Milvus Semantic Cache

This guide covers deploying Milvus as the semantic cache backend for the Semantic Router in Kubernetes. Milvus provides persistent, scalable vector storage compared to the default in-memory cache.

note

Milvus is optional. The router works with the default memory backend out of the box. Use Milvus when you need persistence, horizontal scaling, or cache sharing across router replicas.

Deployment Options

Two approaches are available:

Helm: Quick start and parameterized deployments
Milvus Operator: Production-grade lifecycle management, rolling upgrades, health checks, and dependency orchestration

Prerequisites

Kubernetes cluster with kubectl configured
Default StorageClass available
Helm 3.x installed

ServiceMonitor Requirement

The default Helm values enable ServiceMonitor for Prometheus metrics collection, which requires Prometheus Operator to be installed first.

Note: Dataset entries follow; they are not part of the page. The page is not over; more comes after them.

use std::time::{Duration, Instant};

/// Liveness tracking for a running game.
///
/// The platform occasionally drops a session without delivering any
/// terminal event; the lobby then sits in the running state forever.
/// The watchdog notices the silence, probes the platform's lobby list,
/// and eventually declares the game over with an unknown outcome.
pub(crate) struct Watchdog {
    soft_idle: Duration,
    hard_idle: Duration,
    probe_interval: Duration,
    max_no_lobby: u32,
    max_game: Duration,

    last_activity: Instant,
    game_started: Option<Instant>,
    last_probe: Option<Instant>,
    misses: u32,
    rehandshaken: bool,
}

/// What the session loop should do this tick.
#[derive(Debug, Clone, Copy, PartialEq, Eq)]
pub(crate) enum WatchdogVerdict {
    Idle,

    /// Ask the platform for its practice-lobby list and report the
    /// result back via `probe_result`.
    Probe,

    /// Re-run the game-coordinator handshake, then probe.
    Rehandshake,

    /// The game exceeded its wall-time cap.
    Expired,
}

impl Watchdog {
    pub fn new(
        soft_idle: Duration,
        hard_idle: Duration,
        probe_interval: Duration,
        max_no_lobby: u32,
        max_game: Duration,
    ) -> Watchdog {
        Watchdog {
            soft_idle,
            hard_idle,
            probe_interval,
            max_no_lobby,
            max_game,
            last_activity: Instant::now(),
            game_started: None,
            last_probe: None,
            misses: 0,
            rehandshaken: false,
        }
    }

    /// Record platform activity. Any incoming event counts. Activity
    /// does not clear accumulated probe misses; only a probe that
    /// actually sees the lobby does, since a chatty session can still
    /// have lost its lobby.
    pub fn touch(&mut self) {
        self.last_activity = Instant::now();
        self.rehandshaken = false;
    }

    /// Start the wall-time clock; called when the lobby reaches the
    /// running state.
    pub fn start_game(&mut self) {
        self.game_started = Some(Instant::now());
        self.touch();
    }

    pub fn check(&mut self, now: Instant) -> WatchdogVerdict {
        if let Some(started) = self.game_started {
            if now.saturating_duration_since(started) >= self.max_game {
                return WatchdogVerdict::Expired;
            }
        }

        let idle = now.saturating_duration_since(self.last_activity);
        if idle < self.soft_idle {
            return WatchdogVerdict::Idle;
        }
        let probe_due = match self.last_probe {
            None => true,
            Some(at) => now.saturating_duration_since(at) >= self.probe_interval,
        };
        if !probe_due {
            return WatchdogVerdict::Idle;
        }
        if idle >= self.hard_idle && !self.rehandshaken {
            self.rehandshaken = true;
            return WatchdogVerdict::Rehandshake;
        }
        WatchdogVerdict::Probe
    }

    /// Report whether the owned lobby was present in the probed list.
    pub fn probe_result(&mut self, lobby_present: bool, now: Instant) {
        self.last_probe = Some(now);
        if lobby_present {
            self.misses = 0;
        } else {
            self.misses += 1;
        }
    }

    /// The owned lobby has been absent from enough consecutive probes
    /// to give the session up for dead.
    pub fn given_up(&self) -> bool {
        self.misses >= self.max_no_lobby
    }
}

#[cfg(test)]
mod tests {
    use super::*;

    fn watchdog() -> Watchdog {
        Watchdog::new(
            Duration::from_millis(100),
            Duration::from_millis(300),
            Duration::from_millis(10),
            3,
            Duration::from_secs(3600),
        )
    }

    #[test]
    fn quiet_period_before_soft_idle() {
        let mut dog = watchdog();
        assert_eq!(dog.check(Instant::now()), WatchdogVerdict::Idle);
    }

    #[test]
    fn probes_after_soft_idle() {
        let mut dog = watchdog();
        let later = Instant::now() + Duration::from_millis(150);
        assert_eq!(dog.check(later), WatchdogVerdict::Probe);
    }

    #[test]
    fn probes_are_rate_limited() {
        let mut dog = watchdog();
        let later = Instant::now() + Duration::from_millis(150);
        assert_eq!(dog.check(later), WatchdogVerdict::Probe);
        dog.probe_result(true, later);
        assert_eq!(dog.check(later + Duration::from_millis(1)), WatchdogVerdict::Idle);
        assert_eq!(
            dog.check(later + Duration::from_millis(20)),
            WatchdogVerdict::Probe
        );
    }

    #[test]
    fn rehandshakes_once_after_hard_idle() {
        let mut dog = watchdog();
        let later = Instant::now() + Duration::from_millis(400);
        assert_eq!(dog.check(later), WatchdogVerdict::Rehandshake);
        // Only once per silence.
        assert_eq!(dog.check(later), WatchdogVerdict::Probe);
        dog.touch();
        let much_later = Instant::now() + Duration::from_millis(400);
        assert_eq!(dog.check(much_later), WatchdogVerdict::Rehandshake);
    }

    #[test]
    fn gives_up_after_consecutive_misses() {
        let mut dog = watchdog();
        let now = Instant::now();
        dog.probe_result(false, now);
        dog.probe_result(false, now);
        assert!(!dog.given_up());
        // A sighting resets the count.
        dog.probe_result(true, now);
        dog.probe_result(false, now);
        dog.probe_result(false, now);
        dog.probe_result(false, now);
        assert!(dog.given_up());
    }

    #[test]
    fn expires_on_wall_time() {
        let mut dog = watchdog();
        dog.start_game();
        let later = Instant::now() + Duration::from_secs(3601);
        assert_eq!(dog.check(later), WatchdogVerdict::Expired);
    }
}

For testing without Prometheus Operator, disable ServiceMonitor using --set metrics.serviceMonitor.enabled=false (see deployment commands below).

Deploy with Helm

Standalone Mode

Suitable for development and small-scale deployments:

helm repo add milvus https://zilliztech.github.io/milvus-helm/
helm repo update

Without Prometheus Operator (for testing/development):

helm install milvus-semantic-cache milvus/milvus \
  --set cluster.enabled=false \
  --set etcd.replicaCount=1 \
  --set minio.mode=standalone \
  --set pulsar.enabled=false \
  --set metrics.serviceMonitor.enabled=false \
  --namespace vllm-semantic-router-system --create-namespace

With Prometheus Operator (production with monitoring):

helm install milvus-semantic-cache milvus/milvus \
  --set cluster.enabled=false \
  --set etcd.replicaCount=1 \
  --set minio.mode=standalone \
  --set pulsar.enabled=false \
  --namespace vllm-semantic-router-system --create-namespace

Cluster Mode

Recommended for production with high availability:

helm repo add milvus https://zilliztech.github.io/milvus-helm/
helm repo update

Pulsar Version

Milvus 2.4+ uses Pulsar v3 by default. The values below disable the old Pulsar to avoid conflicts.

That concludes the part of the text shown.